湿烟气冷凝再热过程水分和污染物迁移转化机理及能量输运特性

The condensation and reheating method can remove the water and pollutants from wet flue gas and eliminate the colored smoke plume with low energy consumption, which is an important way to deeply reduce the emissions from coal-fired power plants. The energy transfer, migration and transformation of water and pollutants in the process of condensing and reheating are the key factors that determine the removal efficiency and energy consumption. However, there are deficiencies in the current research on the migration and transformation mechanism of water and pollutants and the energy transport characteristic during the condensing and reheating process. The methods of experimental investigation, theoretical analysis, and procedure simulation will be adopted to study the microscopic behaviors (condensation, reaction, separation, decomposition, diffusion, etc.) of water and pollutants during the condensing and reheating process. The detailed physical/chemical migration and transformation laws of water and pollutants will be obtained, and the synergistic removal mechanism of water and pollutants will be revealed. The energy absorption/release characteristics of the migration and transformation behaviors will be explored. The complementary relationship between the microscopic behaviors and the macroscopic heat transfer process will be investigated, and the multi-scale coupled energy transport mechanism in the pollutant removal process will be revealed. Based on the laws of the temporal and spatial transformation of water and pollutants and their energy transport, in conjunction with the microscopic behaviors and the macroscopic heat exchange process, the energy cascade using energy-saving mechanism during the whole process will be illustrated. And the dynamic synergistic optimization method for the deep removal of pollutants and multi-source heat utilization will be proposed. This project will enrich the thermodynamic theory system of multiphase continuous phase transition processes, and provide important theoretical support for the deep energy-saving and emission reduction technology of wet flue gas from coal-fired power plants.

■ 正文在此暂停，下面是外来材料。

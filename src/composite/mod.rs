//! Final tone-mapped composite of scene color and bloom.

pub mod compositor;
pub mod tone_mapping;

pub use compositor::{CompositeTarget, FinalCompositor};
pub use tone_mapping::{
    CompositeParams, composite_image, composite_pixel, gamma_encode, tone_map,
};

冷凝再热法可低能耗脱除湿烟气中水分和污染物并消除有色烟羽，是燃煤机组深度减排的重要途径。冷凝再热过程中水分和污染物的能质迁移转化特性是决定脱除效率及能耗的关键因素，而目前国内外针对水分和污染物迁移转化机理及能量输运机制的研究尚不完善。本项目通过现场实验、理论分析、流程模拟等手段，研究冷凝再热过程中水分和污染物的凝结、反应、分离、分解及扩散等微观行为特性，揭示详细物理/化学迁移转化机理，阐明水分和污染物的协同脱除机制；探究迁移转化行为的能量吸收/释放特性，分析微观行为与宏观换热过程的能质互补关系，明确污染物脱除过程多尺度耦合能量输运机理；基于水分和污染物时空转化及能量输运规律，阐释微观行为与宏观换热相协同的全过程能量梯级利用节能机理，提出污染物脱除与多源热利用动态协同优化方法。本项目研究成果将丰富多相状态连续相变过程热力学理论体系，为燃煤机组湿烟气深度节能减排技术提供重要理论支撑。

冷凝再热法可低能耗脱除湿烟气中水分和污染物并消除有色烟羽，是燃煤机组深度减排的重要途径。冷凝再热过程中水分和污染物的能质迁移转化特性是决定脱除效率及能耗的关键因素，而目前国内外针对水分和污染物迁移转化机理及能量输运机制的研究尚不完善。.本项目通过现场实验、理论分析、流程模拟等手段，研究冷凝再热过程中水分和污染物的凝结、反应、分离、分解及扩散等微观行为特性，揭示了详细物理/化学迁移转化机理，阐明了水分和污染物协同脱除机制；探究迁移转化行为的能量吸收/释放特性，分析微观行为与宏观换热过程的能质互补关系，明确了污染物脱除过程多尺度耦合能量输运机理；基于水分和污染物时空转化及能量输运规律，阐释了微观行为与宏观换热相协同的全过程能量梯级利用节能机理，提出了污染物脱除与多源热利用动态协同优化方法。.本项目按照任务书执行，总体进展顺利，研究目标的完成度较好。本项目研究成果丰富了多相状态连续相变过程热力学理论体系，为燃煤机组湿烟气深度节能减排技术提供了重要理论支撑。此外，本项目研究中所凝练的针对中低温热源的流场协同方法和能量梯级利用理论，在电站尾部烟道优化、固体废弃物资源化利用等相关领域进行了交叉开拓应用，增益了本项目的研究价值。